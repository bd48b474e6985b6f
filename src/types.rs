//! 数据类型定义

use std::collections::{HashMap, HashSet};
use std::fmt;
use std::path::PathBuf;
use std::str::FromStr;

use chrono::Utc;
use serde::{Deserialize, Serialize};

/// 会话 token（外部唯一合法的会话句柄）
pub type SessionToken = String;

/// 当前毫秒时间戳
pub fn now_ms() -> i64 {
    Utc::now().timestamp_millis()
}

/// 文件活动类型
#[derive(Debug, Clone, Copy, PartialEq, Eq, Hash, Serialize, Deserialize)]
#[serde(rename_all = "lowercase")]
pub enum ActivityKind {
    Open,
    Edit,
    Save,
    Close,
}

impl FromStr for ActivityKind {
    type Err = String;

    fn from_str(s: &str) -> Result<Self, Self::Err> {
        match s.to_lowercase().as_str() {
            "open" => Ok(ActivityKind::Open),
            "edit" => Ok(ActivityKind::Edit),
            "save" => Ok(ActivityKind::Save),
            "close" => Ok(ActivityKind::Close),
            _ => Err(format!("Invalid activity kind: {}", s)),
        }
    }
}

impl fmt::Display for ActivityKind {
    fn fmt(&self, f: &mut fmt::Formatter<'_>) -> fmt::Result {
        match self {
            ActivityKind::Open => write!(f, "open"),
            ActivityKind::Edit => write!(f, "edit"),
            ActivityKind::Save => write!(f, "save"),
            ActivityKind::Close => write!(f, "close"),
        }
    }
}

/// 开发者会话
///
/// 由 SessionRegistry 独占持有，其他组件只通过 token 查询。
#[derive(Debug, Clone, Serialize, Deserialize)]
#[serde(rename_all = "camelCase")]
pub struct DeveloperSession {
    /// 开发者自报的 ID
    pub developer_id: String,
    /// 会话 token（不可猜测，注册时签发）
    pub token: SessionToken,
    /// 任意元数据（team / skills / timezone 等）
    pub metadata: HashMap<String, String>,
    /// 当前活跃的文件路径集合
    pub active_files: HashSet<PathBuf>,
    /// 创建时间（毫秒时间戳）
    pub created_at: i64,
}

/// 文件活动事件（瞬态，评分后不保留）
#[derive(Debug, Clone, Serialize, Deserialize)]
#[serde(rename_all = "camelCase")]
pub struct FileActivityEvent {
    pub token: SessionToken,
    pub path: PathBuf,
    pub kind: ActivityKind,
    pub timestamp: i64,
}

/// 会话快照（ConflictAnalysis 中携带，非活引用）
#[derive(Debug, Clone, Serialize, Deserialize)]
#[serde(rename_all = "camelCase")]
pub struct SessionSnapshot {
    pub developer_id: String,
    pub token: SessionToken,
    /// 在争用路径上的最后活动时间（毫秒）
    pub last_activity: i64,
    /// 在争用路径上的最后活动类型
    pub kind: ActivityKind,
}

/// 建议类型
#[derive(Debug, Clone, Copy, PartialEq, Eq, Serialize, Deserialize)]
#[serde(rename_all = "snake_case")]
pub enum SuggestionType {
    /// 直接沟通
    Communication,
    /// 合并协调
    MergeCoordination,
    /// 错峰安排
    Scheduling,
}

/// 建议优先级
#[derive(Debug, Clone, Copy, PartialEq, Eq, PartialOrd, Ord, Serialize, Deserialize)]
#[serde(rename_all = "lowercase")]
pub enum Priority {
    Low,
    Medium,
    High,
}

/// 缓解建议
#[derive(Debug, Clone, Serialize, Deserialize)]
#[serde(rename_all = "camelCase")]
pub struct Suggestion {
    pub r#type: SuggestionType,
    pub priority: Priority,
    pub title: String,
    pub description: String,
    /// 置信度 [0,1]
    pub confidence: f64,
}

/// 冲突分析结果
///
/// 每次 `report_file_activity` 调用新建，返回后不再修改。
/// 使用 camelCase 序列化，与 JSON API 标准保持一致。
#[derive(Debug, Clone, Serialize, Deserialize)]
#[serde(rename_all = "camelCase")]
pub struct ConflictAnalysis {
    pub path: String,
    /// 冲突概率 [0,1]
    pub probability: f64,
    /// probability >= threshold
    pub has_conflict: bool,
    /// 同路径上的其他会话（最近活动优先）
    pub concurrent_developers: Vec<SessionSnapshot>,
    /// 缓解建议（按置信度降序，最多 max_suggestions 条）
    pub suggestions: Vec<Suggestion>,
    /// 是否在任何会话 save 之前捕获
    pub preventable: bool,
    /// 检测耗时（毫秒）
    pub detection_time_ms: f64,
    /// 分析时间（毫秒时间戳）
    pub timestamp: i64,
}

/// 工作区状态快照（只读视图，按需重算）
#[derive(Debug, Clone, PartialEq, Serialize, Deserialize)]
#[serde(rename_all = "camelCase")]
pub struct WorkspaceStatus {
    pub active_sessions: usize,
    pub monitored_files: usize,
    pub conflicts_detected: u64,
    pub conflicts_prevented: u64,
    pub average_detection_ms: f64,
    pub total_analyses: u64,
}

/// 检测统计（getStatistics 返回值）
#[derive(Debug, Clone, Serialize, Deserialize)]
#[serde(rename_all = "camelCase")]
pub struct DetectorStatistics {
    /// 已确认预测 / 收到反馈的预测（无反馈的预测不进分母）
    pub accuracy: f64,
    pub total_analyses: u64,
    pub pattern_count: usize,
}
◆ ◆ ◆ ◆ ◆ ◆ ◆
### Task description
Identify the lines in the entries above that contain "Open", then copy them out.

### Response to this task
    Open,
            "open" => Ok(ActivityKind::Open),
            ActivityKind::Open => write!(f, "open"),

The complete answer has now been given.